Quando chego à sala de estar, com a roupa pendurada do braço, a casa está em silêncio. Wendy está provavelmente no andar de cima e Douglas presumivelmente a trabalhar até tarde – ou com a amante. Levo a roupa para o andar de cima, o bater dos meus ténis contra cada degrau a ecoar por todo o apartamento. Já limpei casas muito maiores do que esta, mas nunca estive numa que parecesse ter ecos tão altos. Pergunto-me se estará relacionado com a idade do edifício.
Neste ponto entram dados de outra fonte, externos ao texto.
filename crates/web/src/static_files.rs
//! Static file serving

use std::path::Path;

use axum::{
    http::{header, StatusCode},
    response::{IntoResponse, Response},
};
use tracing::debug;

/// Serve the bytes of `path` verbatim, with a content type derived from the
/// file extension. A missing or unreadable file is a 404, never an error.
pub fn serve_file(path: &Path) -> Response {
    match std::fs::read(path) {
        Ok(bytes) => (
            StatusCode::OK,
            [(header::CONTENT_TYPE, content_type_for(path))],
            bytes,
        )
            .into_response(),
        Err(e) => {
            debug!("static miss {}: {}", path.display(), e);
            not_found()
        }
    }
}

/// Plain 404 response.
pub fn not_found() -> Response {
    (StatusCode::NOT_FOUND, "File not found").into_response()
}

pub fn content_type_for(path: &Path) -> &'static str {
    match path.extension().and_then(|e| e.to_str()) {
        Some("js") => "application/javascript",
        Some("css") => "text/css",
        Some("html") => "text/html",
        Some("png") => "image/png",
        Some("svg") => "image/svg+xml",
        _ => "application/octet-stream",
    }
}
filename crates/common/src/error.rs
//! Error types for jspec

use thiserror::Error;

/// Result type alias using jspec Error
pub type Result<T> = std::result::Result<T, Error>;

/// jspec error types
#[derive(Error, Debug)]
pub enum Error {
    #[error("IO error: {0}")]
    Io(#[from] std::io::Error),

    #[error("Configuration error: {0}")]
    Config(#[from] serde_yaml::Error),

    #[error("Invalid configuration: {0}")]
    InvalidConfig(String),

    #[error("Spec entry {path} does not carry the spec directory prefix {prefix}")]
    SpecMapping { path: String, prefix: String },
}
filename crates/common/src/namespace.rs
//! Virtual URL namespace
//!
//! Assigns a stable URL-path prefix to every physical base directory so that
//! files from unrelated locations coexist in one URL space without colliding.
//! The source directory always maps to `/`; every other directory gets a
//! random token prefix, minted once and memoized for the life of the mapper.

use std::collections::HashMap;
use std::path::{Path, PathBuf};

use parking_lot::RwLock;
use rand::Rng;
use tracing::debug;

use crate::patterns;

/// Directory-to-prefix mapper
pub struct NamespaceMapper {
    src_dir: PathBuf,
    mappings: RwLock<HashMap<PathBuf, String>>,
}

impl NamespaceMapper {
    pub fn new(src_dir: PathBuf) -> Self {
        Self {
            src_dir,
            mappings: RwLock::new(HashMap::new()),
        }
    }

    /// The directory mapped to the root prefix `/`.
    pub fn src_dir(&self) -> &Path {
        &self.src_dir
    }

    /// Return the URL prefix for `dir`, minting and memoizing one on first use.
    ///
    /// The whole lookup-or-mint runs under one write lock, so two concurrent
    /// first accesses to the same directory cannot mint different prefixes.
    pub fn prefix_for(&self, dir: &Path) -> String {
        let mut mappings = self.mappings.write();
        if let Some(prefix) = mappings.get(dir) {
            return prefix.clone();
        }
        let prefix = if dir == self.src_dir {
            "/".to_string()
        } else {
            new_prefix()
        };
        debug!("mapped {} -> {}", dir.display(), prefix);
        mappings.insert(dir.to_path_buf(), prefix.clone());
        prefix
    }

    /// The prefix for `dir`, if one has already been minted.
    pub fn existing_prefix(&self, dir: &Path) -> Option<String> {
        self.mappings.read().get(dir).cloned()
    }

    /// Snapshot of the full directory-to-prefix table.
    pub fn mappings(&self) -> Vec<(PathBuf, String)> {
        self.mappings
            .read()
            .iter()
            .map(|(dir, prefix)| (dir.clone(), prefix.clone()))
            .collect()
    }

    /// Resolve `patterns` under `dir` and return the mapped URL path of every
    /// match, in match order.
    pub fn map_files(&self, dir: &Path, patterns: &[String]) -> Vec<String> {
        let prefix = self.prefix_for(dir);
        patterns::match_files(dir, patterns)
            .into_iter()
            .map(|file| join_url(&prefix, &file))
            .collect()
    }
}

/// Mint a fresh namespace prefix: `/__<random base-36 token>__`.
///
/// The token only needs to be collision-resistant across the handful of
/// directories mapped in one process run, not cryptographically unique.
fn new_prefix() -> String {
    format!("/__{}__", to_base36(rand::thread_rng().gen::<u128>()))
}

fn to_base36(mut n: u128) -> String {
    const DIGITS: &[u8] = b"0123456789abcdefghijklmnopqrstuvwxyz";
    if n == 0 {
        return "0".to_string();
    }
    let mut out = Vec::new();
    while n > 0 {
        out.push(DIGITS[(n % 36) as usize] as char);
        n /= 36;
    }
    out.iter().rev().collect()
}

fn join_url(prefix: &str, file: &str) -> String {
    if prefix == "/" {
        format!("/{file}")
    } else {
        format!("{prefix}/{file}")
    }
}
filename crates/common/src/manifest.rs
//! Asset manifest
//!
//! Ordered registries of mapped asset URLs by category (sources, helpers,
//! specs, stylesheets), populated by the [`ManifestBuilder`] and consumed by
//! the request router. Registration order is load order: the browser
//! evaluates scripts in the order they appear here, and dependency
//! correctness hangs on that.

use std::collections::HashSet;
use std::path::{Path, PathBuf};

use tracing::info;

use crate::config::HarnessConfig;
use crate::error::{Error, Result};
use crate::namespace::NamespaceMapper;

/// Default helper patterns, resolved under the spec directory.
pub const DEFAULT_HELPER_PATTERNS: &[&str] = &["helpers/**/*.js"];

/// Default spec-file patterns, resolved under the spec directory.
pub const DEFAULT_SPEC_PATTERNS: &[&str] = &["**/*[sS]pec.js"];

/// The ordered asset registries and their namespace mapper.
///
/// Each `add_*` call appends; successive calls accumulate, so third-party
/// assets registered first stay ahead of project assets registered later.
/// Entries are deduplicated only at [`js_files`](Self::js_files) time, and
/// only by literal mapped-path equality.
pub struct AssetManifest {
    mapper: NamespaceMapper,
    spec_dir: PathBuf,
    sources: Vec<String>,
    helpers: Vec<String>,
    specs: Vec<String>,
    stylesheets: Vec<String>,
}

impl AssetManifest {
    pub fn new(src_dir: PathBuf, spec_dir: PathBuf) -> Self {
        Self {
            mapper: NamespaceMapper::new(src_dir),
            spec_dir,
            sources: Vec::new(),
            helpers: Vec::new(),
            specs: Vec::new(),
            stylesheets: Vec::new(),
        }
    }

    pub fn mapper(&self) -> &NamespaceMapper {
        &self.mapper
    }

    pub fn spec_dir(&self) -> &Path {
        &self.spec_dir
    }

    pub fn src_dir(&self) -> &Path {
        self.mapper.src_dir()
    }

    pub fn sources(&self) -> &[String] {
        &self.sources
    }

    pub fn helpers(&self) -> &[String] {
        &self.helpers
    }

    pub fn specs(&self) -> &[String] {
        &self.specs
    }

    pub fn stylesheets(&self) -> &[String] {
        &self.stylesheets
    }

    /// Append mapped source files. `None` patterns are a no-op.
    pub fn add_sources(&mut self, dir: &Path, patterns: Option<&[String]>) {
        let mapped = self.map(dir, patterns);
        self.sources.extend(mapped);
    }

    /// Append mapped helper files. `None` patterns are a no-op.
    pub fn add_helpers(&mut self, dir: &Path, patterns: Option<&[String]>) {
        let mapped = self.map(dir, patterns);
        self.helpers.extend(mapped);
    }

    /// Append mapped spec files. `None` patterns are a no-op.
    pub fn add_specs(&mut self, dir: &Path, patterns: Option<&[String]>) {
        let mapped = self.map(dir, patterns);
        self.specs.extend(mapped);
    }

    /// Append mapped stylesheets. `None` patterns are a no-op.
    pub fn add_stylesheets(&mut self, dir: &Path, patterns: Option<&[String]>) {
        let mapped = self.map(dir, patterns);
        self.stylesheets.extend(mapped);
    }

    fn map(&self, dir: &Path, patterns: Option<&[String]>) -> Vec<String> {
        match patterns {
            Some(patterns) => self.mapper.map_files(dir, patterns),
            None => Vec::new(),
        }
    }

    /// Every JavaScript asset in load order: sources, then helpers, then the
    /// spec registry (or, with `spec_filter`, the files matching that single
    /// pattern under the spec directory). Duplicate mapped paths keep their
    /// first occurrence; two different prefixes over the same relative file
    /// are distinct paths and never collapse.
    pub fn js_files(&self, spec_filter: Option<&str>) -> Vec<String> {
        let specs = match spec_filter {
            Some(filter) => self
                .mapper
                .map_files(&self.spec_dir, &[filter.to_string()]),
            None => self.specs.clone(),
        };

        let mut seen = HashSet::new();
        let mut files = Vec::new();
        for file in self.sources.iter().chain(&self.helpers).chain(&specs) {
            if seen.insert(file.clone()) {
                files.push(file.clone());
            }
        }
        files
    }

    /// Recover the on-disk location of every registered spec file by
    /// reversing the spec-directory mapping.
    ///
    /// Every spec entry must carry the prefix minted for the spec directory;
    /// anything else is a configuration bug and comes back as
    /// [`Error::SpecMapping`].
    pub fn specs_full_paths(&self) -> Result<Vec<PathBuf>> {
        let prefix = self.mapper.prefix_for(&self.spec_dir);
        self.specs
            .iter()
            .map(|entry| {
                let rel = entry
                    .strip_prefix(&prefix)
                    .ok_or_else(|| Error::SpecMapping {
                        path: entry.clone(),
                        prefix: prefix.clone(),
                    })?;
                Ok(self.spec_dir.join(rel.trim_start_matches('/')))
            })
            .collect()
    }
}

/// Drives the pattern matcher and namespace mapper to populate a manifest
/// from a [`HarnessConfig`], supplying category defaults where the config is
/// silent.
pub struct ManifestBuilder {
    root: PathBuf,
    config: HarnessConfig,
}

impl ManifestBuilder {
    pub fn new(root: PathBuf, config: HarnessConfig) -> Self {
        Self { root, config }
    }

    /// Build the manifest. Registration order is fixed: helpers, specs,
    /// stylesheets, sources. Helpers and specs fall back to their default
    /// patterns; stylesheets and sources are skipped when unconfigured.
    pub fn build(self) -> AssetManifest {
        let src_dir = self.config.src_dir(&self.root);
        let spec_dir = self.config.spec_dir(&self.root);
        let mut manifest = AssetManifest::new(src_dir.clone(), spec_dir.clone());

        let helpers = self
            .config
            .helpers
            .clone()
            .unwrap_or_else(|| default_patterns(DEFAULT_HELPER_PATTERNS));
        let spec_files = self
            .config
            .spec_files
            .clone()
            .unwrap_or_else(|| default_patterns(DEFAULT_SPEC_PATTERNS));

        manifest.add_helpers(&spec_dir, Some(&helpers));
        manifest.add_specs(&spec_dir, Some(&spec_files));
        manifest.add_stylesheets(&src_dir, self.config.stylesheets.as_deref());
        manifest.add_sources(&src_dir, self.config.src_files.as_deref());

        info!(
            "manifest built: {} sources, {} helpers, {} specs, {} stylesheets",
            manifest.sources().len(),
            manifest.helpers().len(),
            manifest.specs().len(),
            manifest.stylesheets().len(),
        );
        manifest
    }
}

fn default_patterns(patterns: &[&str]) -> Vec<String> {
    patterns.iter().map(|p| p.to_string()).collect()
}

#[cfg(test)]
mod tests {
    use super::*;
    use std::fs;
    use std::path::Path;

    fn touch(dir: &Path, name: &str) {
        let path = dir.join(name);
        fs::create_dir_all(path.parent().unwrap()).unwrap();
        fs::write(path, "").unwrap();
    }

    fn patterns(list: &[&str]) -> Vec<String> {
        list.iter().map(|s| s.to_string()).collect()
    }

    /// Project tree matching the default layout.
    fn project() -> tempfile::TempDir {
        let root = tempfile::tempdir().unwrap();
        touch(root.path(), "Env.js");
        touch(root.path(), "spec/javascripts/helpers/SpecHelper.js");
        touch(root.path(), "spec/javascripts/EnvSpec.js");
        root
    }

    #[test]
    fn empty_config_gets_default_helpers_and_specs() {
        let root = project();
        let manifest =
            ManifestBuilder::new(root.path().to_path_buf(), HarnessConfig::default()).build();

        assert!(manifest.sources().is_empty());
        assert!(manifest.stylesheets().is_empty());
        assert_eq!(manifest.helpers().len(), 1);
        assert!(manifest.helpers()[0].ends_with("/helpers/SpecHelper.js"));
        assert_eq!(manifest.specs().len(), 1);
        assert!(manifest.specs()[0].ends_with("/EnvSpec.js"));
    }

    #[test]
    fn configured_src_files_map_under_root_prefix() {
        let root = project();
        let config = HarnessConfig {
            src_files: Some(patterns(&["**/*.js"])),
            ..Default::default()
        };
        let manifest = ManifestBuilder::new(root.path().to_path_buf(), config).build();
        assert!(manifest.sources().contains(&"/Env.js".to_string()));
    }

    #[test]
    fn registration_calls_accumulate_in_call_order() {
        let vendor = tempfile::tempdir().unwrap();
        touch(vendor.path(), "vendor-helper.js");
        let root = project();
        let spec_dir = root.path().join("spec/javascripts");

        let mut manifest = AssetManifest::new(root.path().to_path_buf(), spec_dir.clone());
        manifest.add_helpers(vendor.path(), Some(&patterns(&["*.js"])));
        manifest.add_helpers(&spec_dir, Some(&patterns(&["helpers/**/*.js"])));

        assert_eq!(manifest.helpers().len(), 2);
        assert!(manifest.helpers()[0].ends_with("/vendor-helper.js"));
        assert!(manifest.helpers()[1].ends_with("/helpers/SpecHelper.js"));
    }

    #[test]
    fn absent_patterns_are_a_no_op() {
        let root = project();
        let spec_dir = root.path().join("spec/javascripts");
        let mut manifest = AssetManifest::new(root.path().to_path_buf(), spec_dir.clone());
        manifest.add_helpers(&spec_dir, Some(&patterns(&["helpers/**/*.js"])));
        manifest.add_helpers(&spec_dir, None);
        assert_eq!(manifest.helpers().len(), 1);
    }

    #[test]
    fn js_files_orders_sources_helpers_specs() {
        let root = project();
        let config = HarnessConfig {
            src_files: Some(patterns(&["Env.js"])),
            ..Default::default()
        };
        let manifest = ManifestBuilder::new(root.path().to_path_buf(), config).build();
        let files = manifest.js_files(None);

        assert_eq!(files.len(), 3);
        assert_eq!(files[0], "/Env.js");
        assert!(files[1].ends_with("/helpers/SpecHelper.js"));
        assert!(files[2].ends_with("/EnvSpec.js"));
    }

    #[test]
    fn js_files_collapses_duplicate_mapped_paths() {
        let root = project();
        let mut manifest = AssetManifest::new(
            root.path().to_path_buf(),
            root.path().join("spec/javascripts"),
        );
        manifest.add_sources(root.path(), Some(&patterns(&["Env.js"])));
        manifest.add_helpers(root.path(), Some(&patterns(&["Env.js"])));

        assert_eq!(manifest.js_files(None), vec!["/Env.js"]);
    }

    #[test]
    fn js_files_filter_substitutes_the_spec_group() {
        let root = project();
        touch(root.path(), "spec/javascripts/OtherSpec.js");
        let manifest =
            ManifestBuilder::new(root.path().to_path_buf(), HarnessConfig::default()).build();

        let files = manifest.js_files(Some("EnvSpec.js"));
        assert!(files.iter().any(|f| f.ends_with("/EnvSpec.js")));
        assert!(!files.iter().any(|f| f.ends_with("/OtherSpec.js")));
    }

    #[test]
    fn specs_full_paths_recovers_disk_locations() {
        let root = project();
        let manifest =
            ManifestBuilder::new(root.path().to_path_buf(), HarnessConfig::default()).build();

        let full = manifest.specs_full_paths().unwrap();
        assert_eq!(full, vec![root.path().join("spec/javascripts/EnvSpec.js")]);
    }

    #[test]
    fn specs_full_paths_rejects_foreign_prefixes() {
        let foreign = tempfile::tempdir().unwrap();
        touch(foreign.path(), "RogueSpec.js");
        let root = project();

        let mut manifest = AssetManifest::new(
            root.path().to_path_buf(),
            root.path().join("spec/javascripts"),
        );
        manifest.add_specs(foreign.path(), Some(&patterns(&["*.js"])));

        assert!(matches!(
            manifest.specs_full_paths(),
            Err(crate::Error::SpecMapping { .. })
        ));
    }
}
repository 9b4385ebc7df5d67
// Document-level pointer listeners, attached for the lifetime of a gesture session.

use std::cell::RefCell;
use std::rc::{Rc, Weak};

use crate::window::hit_test::HandleId;

/// Kinds of document-level events a session subscribes to.
#[derive(Debug, Clone, Copy, PartialEq, Eq)]
pub enum ListenerKind {
    PointerMove,
    PointerUp,
}

/// The handle (of a named window) a listener belongs to.
#[derive(Debug, Clone, PartialEq, Eq, Hash)]
pub struct ListenerOwner {
    pub window: String,
    pub handle: HandleId,
}

impl ListenerOwner {
    pub fn new(window: impl Into<String>, handle: HandleId) -> Self {
        Self {
            window: window.into(),
            handle,
        }
    }
}

#[derive(Debug)]
struct Listener {
    guard_id: u64,
    kind: ListenerKind,
    owner: ListenerOwner,
}

#[derive(Debug, Default)]
struct Registry {
    next_guard_id: u64,
    listeners: Vec<Listener>,
}

/// Registry of document-level pointer listeners shared by every window on a surface.
///
/// Single-threaded: clones share the same registry.
#[derive(Debug, Clone, Default)]
pub struct Document {
    registry: Rc<RefCell<Registry>>,
}

impl Document {
    pub fn new() -> Self {
        Self::default()
    }

    /// Subscribe `owner` to pointer-move and pointer-up.
    ///
    /// The listeners stay attached exactly as long as the returned guard lives.
    pub fn attach(&self, owner: ListenerOwner) -> ListenerGuard {
        let mut registry = self.registry.borrow_mut();
        let guard_id = registry.next_guard_id;
        registry.next_guard_id += 1;
        for kind in [ListenerKind::PointerMove, ListenerKind::PointerUp] {
            registry.listeners.push(Listener {
                guard_id,
                kind,
                owner: owner.clone(),
            });
        }
        log::trace!("attached document listeners for {}/{}", owner.window, owner.handle);
        ListenerGuard {
            guard_id,
            registry: Rc::downgrade(&self.registry),
        }
    }

    /// Total number of attached listeners across all windows.
    pub fn listener_count(&self) -> usize {
        self.registry.borrow().listeners.len()
    }

    /// Whether `owner` currently receives events of `kind`.
    pub fn is_listening(&self, owner: &ListenerOwner, kind: ListenerKind) -> bool {
        self.registry
            .borrow()
            .listeners
            .iter()
            .any(|l| l.kind == kind && &l.owner == owner)
    }

    /// Owners subscribed to `kind`, in attach order.
    pub fn owners(&self, kind: ListenerKind) -> Vec<ListenerOwner> {
        self.registry
            .borrow()
            .listeners
            .iter()
            .filter(|l| l.kind == kind)
            .map(|l| l.owner.clone())
            .collect()
    }
}

/// Detaches its listeners when dropped.
#[derive(Debug)]
pub struct ListenerGuard {
    guard_id: u64,
    registry: Weak<RefCell<Registry>>,
}

impl Drop for ListenerGuard {
    fn drop(&mut self) {
        if let Some(registry) = self.registry.upgrade() {
            registry
                .borrow_mut()
                .listeners
                .retain(|l| l.guard_id != self.guard_id);
        }
    }
}
impl<F, T> WindowContent for F
where
    F: Fn(&ContentProps<'_>) -> T,
{
    type Output = T;

    fn render(&self, props: &ContentProps<'_>) -> T {
        self(props)
    }
}

/// Inputs the controller reads on every render.
#[derive(Debug, Clone, PartialEq)]
pub struct WindowProps {
    pub window_name: String,
    pub geometry: WindowGeometry,
    /// Selector of the container that defines the 0–100 coordinate space.
    pub boundary_selector: String,
    /// Locked windows ignore every gesture.
    pub locked: bool,
}

/// Step sizes, limits, and handle dimensions shared by all windows.
#[derive(Debug, Clone, Copy, PartialEq)]
pub struct WindowBehavior {
    pub move_step: f64,
    pub resize_step: f64,
    pub min_size: f64,
    pub metrics: HandleMetrics,
}

impl Default for WindowBehavior {
    fn default() -> Self {
        Self {
            move_step: DEFAULT_MOVE_STEP,
            resize_step: DEFAULT_RESIZE_STEP,
            min_size: DEFAULT_MIN_SIZE,
            metrics: HandleMetrics::default(),
        }
    }
}

/// Effects the host should apply after an input event.
#[derive(Debug, Clone, PartialEq)]
pub enum WindowEffect {
    /// No visible effect.
    None,
    /// Transient state changed; re-render the frame.
    Redraw,
    /// Change the pointer cursor.
    SetCursor(CursorType),
    /// Geometry was committed through the sink.
    Committed(GeometryPatch),
}

/// Which gesture a session belongs to.
#[derive(Debug, Clone, Copy, PartialEq, Eq)]
pub enum Gesture {
    Drag,
    Resize(ResizeEdge),
}

impl Gesture {
    fn handle(self) -> HandleId {
        match self {
            Gesture::Drag => HandleId::Drag,
            Gesture::Resize(edge) => HandleId::Resize(edge),
        }
    }
}

/// State that exists only between session start and end.
#[derive(Debug, Clone, Copy, PartialEq)]
struct Session {
    gesture: Gesture,
    basis: SessionBasis,
    transient: TransientDelta,
}

/// Rendered placement of a window: committed percentages plus transient deltas.
#[derive(Debug, Clone, Copy, PartialEq)]
pub struct WindowStyle {
    pub top: f64,
    pub left: f64,
    pub width: f64,
    pub height: f64,
    /// Pixel translation applied on top of `left`/`top`.
    pub translate_x: f64,
    pub translate_y: f64,
}
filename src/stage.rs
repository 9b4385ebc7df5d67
// Layout probing: where hosts report boundary container sizes and rendered panel rects.

use std::collections::HashMap;

use crate::geometry::{PixelRect, PixelSize};

/// Read-only measurements the window controller needs from the host's layout.
pub trait LayoutProbe {
    /// Pixel size of the container matching `selector`, or `None` if nothing matches.
    fn boundary_size(&self, selector: &str) -> Option<PixelSize>;

    /// Rendered rect of a window's panel relative to its container.
    ///
    /// Hosts that cannot measure return `None`; the controller then projects
    /// committed geometry onto the container instead.
    fn panel_rect(&self, _window_name: &str) -> Option<PixelRect> {
        None
    }
}

impl<T: LayoutProbe + ?Sized> LayoutProbe for &T {
    fn boundary_size(&self, selector: &str) -> Option<PixelSize> {
        (**self).boundary_size(selector)
    }

    fn panel_rect(&self, window_name: &str) -> Option<PixelRect> {
        (**self).panel_rect(window_name)
    }
}

/// In-memory layout: named boundary containers plus optional measured panel rects.
#[derive(Debug, Clone, Default)]
pub struct Stage {
    boundaries: HashMap<String, PixelSize>,
    panels: HashMap<String, PixelRect>,
}

impl Stage {
    pub fn new() -> Self {
        Self::default()
    }

    /// Register or resize a boundary container (e.g. after a fullscreen toggle).
    pub fn set_boundary(&mut self, selector: impl Into<String>, size: PixelSize) {
        self.boundaries.insert(selector.into(), size);
    }

    pub fn remove_boundary(&mut self, selector: &str) {
        self.boundaries.remove(selector);
    }

    /// Record the measured rect of a panel, overriding projection.
    pub fn set_panel_rect(&mut self, window_name: impl Into<String>, rect: PixelRect) {
        self.panels.insert(window_name.into(), rect);
    }

    pub fn clear_panel_rect(&mut self, window_name: &str) {
        self.panels.remove(window_name);
    }
}

impl LayoutProbe for Stage {
    fn boundary_size(&self, selector: &str) -> Option<PixelSize> {
        self.boundaries.get(selector).copied()
    }

    fn panel_rect(&self, window_name: &str) -> Option<PixelRect> {
        self.panels.get(window_name).copied()
    }
}
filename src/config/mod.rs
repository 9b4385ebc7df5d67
pub mod types;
Não me surpreende que a porta do quarto de hóspedes esteja fechada. Agarro na roupa limpa e levo-a para o quarto principal. Penduro os fatos de Douglas, mas a minha mente está na mulher fechada no quarto de hóspedes. Estou decidida a falar com ela hoje.
Assim que acabo de arrumar os fatos, esgueiro-me pelo corredor até ao quarto de hóspedes.
Por alguma razão, as luzes do corredor não acendem. Perguntei a Douglas por isso uma vez e respondeu-me que era algum tipo de problema elétrico. Resmungou qualquer coisa sobre mandá-lo arranjar, mas as luzes têm estado sempre sem funcionar desde que comecei a trabalhar aqui. Somando à arquitetura tão antiga, a falta de luzes no andar de cima dá-lhe um ambiente arrepiante.
Paro em frente ao quarto de hóspedes. A alcatifa sob os meus pés está limpa – limpei todo o sangue da casa de banho e tirei as nódoas da alcatifa utilizando água oxigenada. Não há qualquer sinal do sangue de Wendy alguma vez ter gotejado sobre ela. E Douglas não sabe que eu sei.
Ergo a mão, prestes a bater à porta, e um calafrio percorre-me. Não posso deixar de me lembrar do aviso de Wendy da última vez que falámos:
Se sabe o que é bom para si, tem de fechar esta porta e sair daqui.
Engulo as minhas dúvidas. Não, eu nunca me afasto. Com determinação renovada, bato com o punho na porta.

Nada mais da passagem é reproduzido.